Likewise, it may be that we can't just prove beyond the shadow of reasonable doubt that creation occurred by straightforward proofs, but if it could be proven that evolution didn't occur, and couldn't have occurred, well, then you have, by default, you've proven creation. So, there are reasonable scientific ways to approach the subject. We're not just looking at two faith systems and say, well, it's all a matter of faith.
Who knows?
No, we can say, here's a faith called creation, here's a faith called evolution. We can test them. We can test the predictions of each model by what we actually find in the real world, and we can decide, is this a more reasonable faith, or is this a more reasonable faith? And, by all reasonable tests, I will guarantee you, creation is the more reasonable faith.
Now, let me tell you, I want to give you some examples of what evolutionists often say. It's possible that you have not been exposed to their writings much, because your parents are wise, and have protected you from them. I wasn't protected.
My parents were wise, but not wise enough to protect me from public school.

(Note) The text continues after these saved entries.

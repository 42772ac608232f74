use serde::{Deserialize, Serialize};

/// Operation kind carried by a transaction.
#[derive(Debug, Clone, Copy, PartialEq, Eq, Hash, Serialize, Deserialize)]
#[serde(rename_all = "SCREAMING_SNAKE_CASE")]
pub enum Op {
    CreateUser,
    CreateChatroom,
    DeleteChatroom,
    LogMessage,
}

impl std::fmt::Display for Op {
    fn fmt(&self, f: &mut std::fmt::Formatter<'_>) -> std::fmt::Result {
        let name = match self {
            Op::CreateUser => "CREATEUSER",
            Op::CreateChatroom => "CREATECHATROOM",
            Op::DeleteChatroom => "DELETECHATROOM",
            Op::LogMessage => "LOGMESSAGE",
        };
        f.write_str(name)
    }
}

/// A unit of replicated work, immutable once constructed.
///
/// `index` is allocated by the coordinator, monotonically increasing and
/// unique within one coordinator lifetime. It is the sole transaction
/// identifier exchanged between the coordinator and its participants.
///
/// The meaning of `key`/`value` depends on `op`:
/// - `CreateUser`: username / password
/// - `CreateChatroom`: chatroom name / owner username
/// - `DeleteChatroom`: chatroom name / requesting username
/// - `LogMessage`: chatroom name / already-formatted message line
#[derive(Debug, Clone, PartialEq, Eq, Serialize, Deserialize)]
pub struct Transaction {
    pub index: u64,
    pub op: Op,
    pub key: String,
    pub value: String,
}

impl Transaction {
    pub fn new(index: u64, op: Op, key: impl Into<String>, value: impl Into<String>) -> Self {
        Self {
            index,
            op,
            key: key.into(),
            value: value.into(),
        }
    }
}

#[cfg(test)]
mod tests {
    use super::*;

    #[test]
    fn op_wire_names_are_screaming_snake() {
        let json = serde_json::to_string(&Op::CreateChatroom).unwrap();
        assert_eq!(json, "\"CREATE_CHATROOM\"");
    }

    #[test]
    fn transaction_round_trips() {
        let t = Transaction::new(7, Op::LogMessage, "room1", "alice >> hi");
        let back: Transaction = serde_json::from_str(&serde_json::to_string(&t).unwrap()).unwrap();
        assert_eq!(back, t);
    }
}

So, I was exposed to a lot of evolutionary statements. And, just so you'll know what they're saying out there, I've got some quotes here.
Some of you may have already read them, because they're in your notes.
This comes from Professor Marsh, who was the president of the American Association for the Advancement of Sciences back in the 1880s. And, back in the 1880s, he made this statement.
He says, quote, I need offer no argument for evolution, since to doubt evolution is to doubt science, and science is only another name for truth. Unquote. In other words, you don't have to present arguments for something that's provenly true.
Well, but you see, he's got a religious conviction there. Evolution equals science, and science equals truth. Let me ask you a question.
Does science equal truth?
That's a trick question. The answer could be yes or no. Some truth, indeed, is scientific truth.
And true science, the word science is just a Latin word that means knowledge. Science means knowledge. So, in a sense, knowledge of what really is real is knowledge of what really is true.
Science can tell us the boiling temperature of water is 212 degrees Fahrenheit at sea level, if that's the right figure. And they can prove it, and it's scientific, and it's true. So, in that sense, in that particular realm, science and truth are kind of the same thing.
But what about this statement? I love you. Is that a scientific statement? Can it be tested? There's no scientific test that can be made to tell if that's true or not. But it's not science.
But is it true?
Well, you don't know, but it might be. It could be. In many cases, a statement like that is true, but it's not science.
You don't go to the laboratory and make a theory and test it to see if it's true. That's a different realm than science. We need to understand that we live in an age that's trying to reduce all truth to that which the scientists can pronounce about.
In other words, all truth has to do with science. And believe me, that's on purpose. It's an agenda.
The scientific community, if they can get the mentality of the public to think science equals truth, what that means is scientists are now the priesthood of our world religion. They're the ones who know the truth, and we need to listen to them. Because they are scientists.
They know science.
Well, there are several things to note about this. One is that science may be true, but not all truth is science.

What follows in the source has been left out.